EXERCISE GOAL
Search the entries for the word "impl". Copy every line that holds it.
··· TASK MATERIAL ···
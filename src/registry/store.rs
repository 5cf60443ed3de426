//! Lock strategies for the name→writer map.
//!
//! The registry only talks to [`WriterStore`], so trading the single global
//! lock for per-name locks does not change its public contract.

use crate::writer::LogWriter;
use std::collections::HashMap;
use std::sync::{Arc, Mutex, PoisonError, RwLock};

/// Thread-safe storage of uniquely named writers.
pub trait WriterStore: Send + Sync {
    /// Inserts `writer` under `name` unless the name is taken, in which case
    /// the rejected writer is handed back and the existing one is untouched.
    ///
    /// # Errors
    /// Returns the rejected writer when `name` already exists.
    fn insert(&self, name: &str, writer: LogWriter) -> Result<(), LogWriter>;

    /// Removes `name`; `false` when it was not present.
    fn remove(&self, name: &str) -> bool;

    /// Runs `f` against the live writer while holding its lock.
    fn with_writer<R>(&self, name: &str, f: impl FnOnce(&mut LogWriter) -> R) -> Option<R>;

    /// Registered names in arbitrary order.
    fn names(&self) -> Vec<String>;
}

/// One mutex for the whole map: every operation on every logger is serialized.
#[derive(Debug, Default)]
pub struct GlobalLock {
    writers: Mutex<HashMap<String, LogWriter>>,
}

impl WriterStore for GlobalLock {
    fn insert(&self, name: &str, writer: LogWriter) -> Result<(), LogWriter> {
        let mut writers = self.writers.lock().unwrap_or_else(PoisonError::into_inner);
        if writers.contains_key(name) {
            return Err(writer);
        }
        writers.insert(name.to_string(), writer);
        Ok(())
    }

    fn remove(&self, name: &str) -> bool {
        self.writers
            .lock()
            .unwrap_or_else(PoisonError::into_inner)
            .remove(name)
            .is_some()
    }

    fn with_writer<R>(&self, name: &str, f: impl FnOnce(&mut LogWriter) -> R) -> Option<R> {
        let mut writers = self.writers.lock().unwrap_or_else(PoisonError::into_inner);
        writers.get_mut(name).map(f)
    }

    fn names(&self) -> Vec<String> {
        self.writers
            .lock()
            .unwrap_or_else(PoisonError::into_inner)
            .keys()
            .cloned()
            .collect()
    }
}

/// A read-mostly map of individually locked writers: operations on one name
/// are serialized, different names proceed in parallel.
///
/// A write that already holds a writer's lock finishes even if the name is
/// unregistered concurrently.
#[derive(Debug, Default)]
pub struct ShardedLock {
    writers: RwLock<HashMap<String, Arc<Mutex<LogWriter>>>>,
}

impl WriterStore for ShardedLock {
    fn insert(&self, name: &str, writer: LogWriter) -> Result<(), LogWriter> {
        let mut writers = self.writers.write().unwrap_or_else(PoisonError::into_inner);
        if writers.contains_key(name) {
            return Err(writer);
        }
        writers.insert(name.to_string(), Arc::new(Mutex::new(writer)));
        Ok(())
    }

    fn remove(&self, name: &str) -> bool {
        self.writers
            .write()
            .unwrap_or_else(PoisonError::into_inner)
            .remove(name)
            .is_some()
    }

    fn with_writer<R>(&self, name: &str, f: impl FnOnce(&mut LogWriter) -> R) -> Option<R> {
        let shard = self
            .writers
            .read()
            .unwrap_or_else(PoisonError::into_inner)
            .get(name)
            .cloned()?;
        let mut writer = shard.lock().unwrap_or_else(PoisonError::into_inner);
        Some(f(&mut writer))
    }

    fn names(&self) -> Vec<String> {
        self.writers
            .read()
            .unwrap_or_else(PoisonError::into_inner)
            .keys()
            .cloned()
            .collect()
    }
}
···
··· TASK MATERIAL ···
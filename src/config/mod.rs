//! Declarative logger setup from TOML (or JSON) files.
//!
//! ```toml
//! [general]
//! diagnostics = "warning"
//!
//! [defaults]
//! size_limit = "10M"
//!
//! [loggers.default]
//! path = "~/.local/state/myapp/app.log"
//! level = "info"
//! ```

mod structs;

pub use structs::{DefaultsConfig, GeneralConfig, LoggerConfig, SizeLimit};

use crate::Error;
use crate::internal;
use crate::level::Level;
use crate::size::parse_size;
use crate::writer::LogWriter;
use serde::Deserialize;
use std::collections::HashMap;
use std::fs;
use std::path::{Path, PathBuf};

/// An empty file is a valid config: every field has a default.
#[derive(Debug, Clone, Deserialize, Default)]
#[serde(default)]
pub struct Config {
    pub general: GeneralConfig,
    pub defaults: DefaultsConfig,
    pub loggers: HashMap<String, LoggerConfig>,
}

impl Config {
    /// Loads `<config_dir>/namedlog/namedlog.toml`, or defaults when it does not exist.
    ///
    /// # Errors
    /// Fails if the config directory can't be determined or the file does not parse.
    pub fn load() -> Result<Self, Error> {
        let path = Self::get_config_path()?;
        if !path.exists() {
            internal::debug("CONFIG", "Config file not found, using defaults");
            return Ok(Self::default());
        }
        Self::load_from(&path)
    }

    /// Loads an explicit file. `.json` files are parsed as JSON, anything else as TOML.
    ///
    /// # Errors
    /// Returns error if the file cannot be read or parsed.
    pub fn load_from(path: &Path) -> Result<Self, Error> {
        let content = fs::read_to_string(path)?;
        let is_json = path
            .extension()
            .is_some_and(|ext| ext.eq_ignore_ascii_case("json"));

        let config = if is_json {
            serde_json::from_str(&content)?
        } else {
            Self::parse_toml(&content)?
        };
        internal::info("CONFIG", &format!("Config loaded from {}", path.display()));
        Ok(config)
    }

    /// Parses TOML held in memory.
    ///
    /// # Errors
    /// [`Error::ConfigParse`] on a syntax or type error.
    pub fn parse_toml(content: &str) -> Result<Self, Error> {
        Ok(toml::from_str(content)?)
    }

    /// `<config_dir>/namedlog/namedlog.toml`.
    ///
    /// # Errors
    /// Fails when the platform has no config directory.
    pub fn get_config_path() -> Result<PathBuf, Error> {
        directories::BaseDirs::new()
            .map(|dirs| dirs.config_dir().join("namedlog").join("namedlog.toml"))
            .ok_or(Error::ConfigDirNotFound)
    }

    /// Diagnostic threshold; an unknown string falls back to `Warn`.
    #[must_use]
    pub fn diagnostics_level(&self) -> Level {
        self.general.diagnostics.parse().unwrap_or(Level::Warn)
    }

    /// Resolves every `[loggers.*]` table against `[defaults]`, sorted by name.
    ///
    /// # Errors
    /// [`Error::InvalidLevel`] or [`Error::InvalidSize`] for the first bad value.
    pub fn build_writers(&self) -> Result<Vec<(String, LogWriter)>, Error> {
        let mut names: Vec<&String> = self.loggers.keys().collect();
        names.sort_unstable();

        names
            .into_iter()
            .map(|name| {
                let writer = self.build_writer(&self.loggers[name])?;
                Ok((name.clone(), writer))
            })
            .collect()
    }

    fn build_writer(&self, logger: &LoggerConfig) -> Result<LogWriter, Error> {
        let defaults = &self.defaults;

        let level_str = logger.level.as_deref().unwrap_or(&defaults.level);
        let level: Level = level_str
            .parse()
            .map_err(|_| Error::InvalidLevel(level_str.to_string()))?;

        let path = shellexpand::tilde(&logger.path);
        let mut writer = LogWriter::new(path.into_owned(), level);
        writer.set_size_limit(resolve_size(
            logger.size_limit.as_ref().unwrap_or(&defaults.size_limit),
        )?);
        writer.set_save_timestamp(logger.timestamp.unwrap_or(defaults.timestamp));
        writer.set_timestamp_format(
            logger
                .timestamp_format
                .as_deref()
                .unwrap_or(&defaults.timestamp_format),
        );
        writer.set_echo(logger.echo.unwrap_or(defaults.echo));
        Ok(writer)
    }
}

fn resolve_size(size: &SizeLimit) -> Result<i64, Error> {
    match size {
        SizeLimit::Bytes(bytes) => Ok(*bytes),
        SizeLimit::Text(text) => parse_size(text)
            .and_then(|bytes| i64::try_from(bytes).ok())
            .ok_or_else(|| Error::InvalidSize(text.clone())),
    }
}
···
REPLY TO THE EXERCISE
    fn with_writer<R>(&self, name: &str, f: impl FnOnce(&mut LogWriter) -> R) -> Option<R>;
impl WriterStore for GlobalLock {
    fn with_writer<R>(&self, name: &str, f: impl FnOnce(&mut LogWriter) -> R) -> Option<R> {
impl WriterStore for ShardedLock {
    fn with_writer<R>(&self, name: &str, f: impl FnOnce(&mut LogWriter) -> R) -> Option<R> {
impl Config {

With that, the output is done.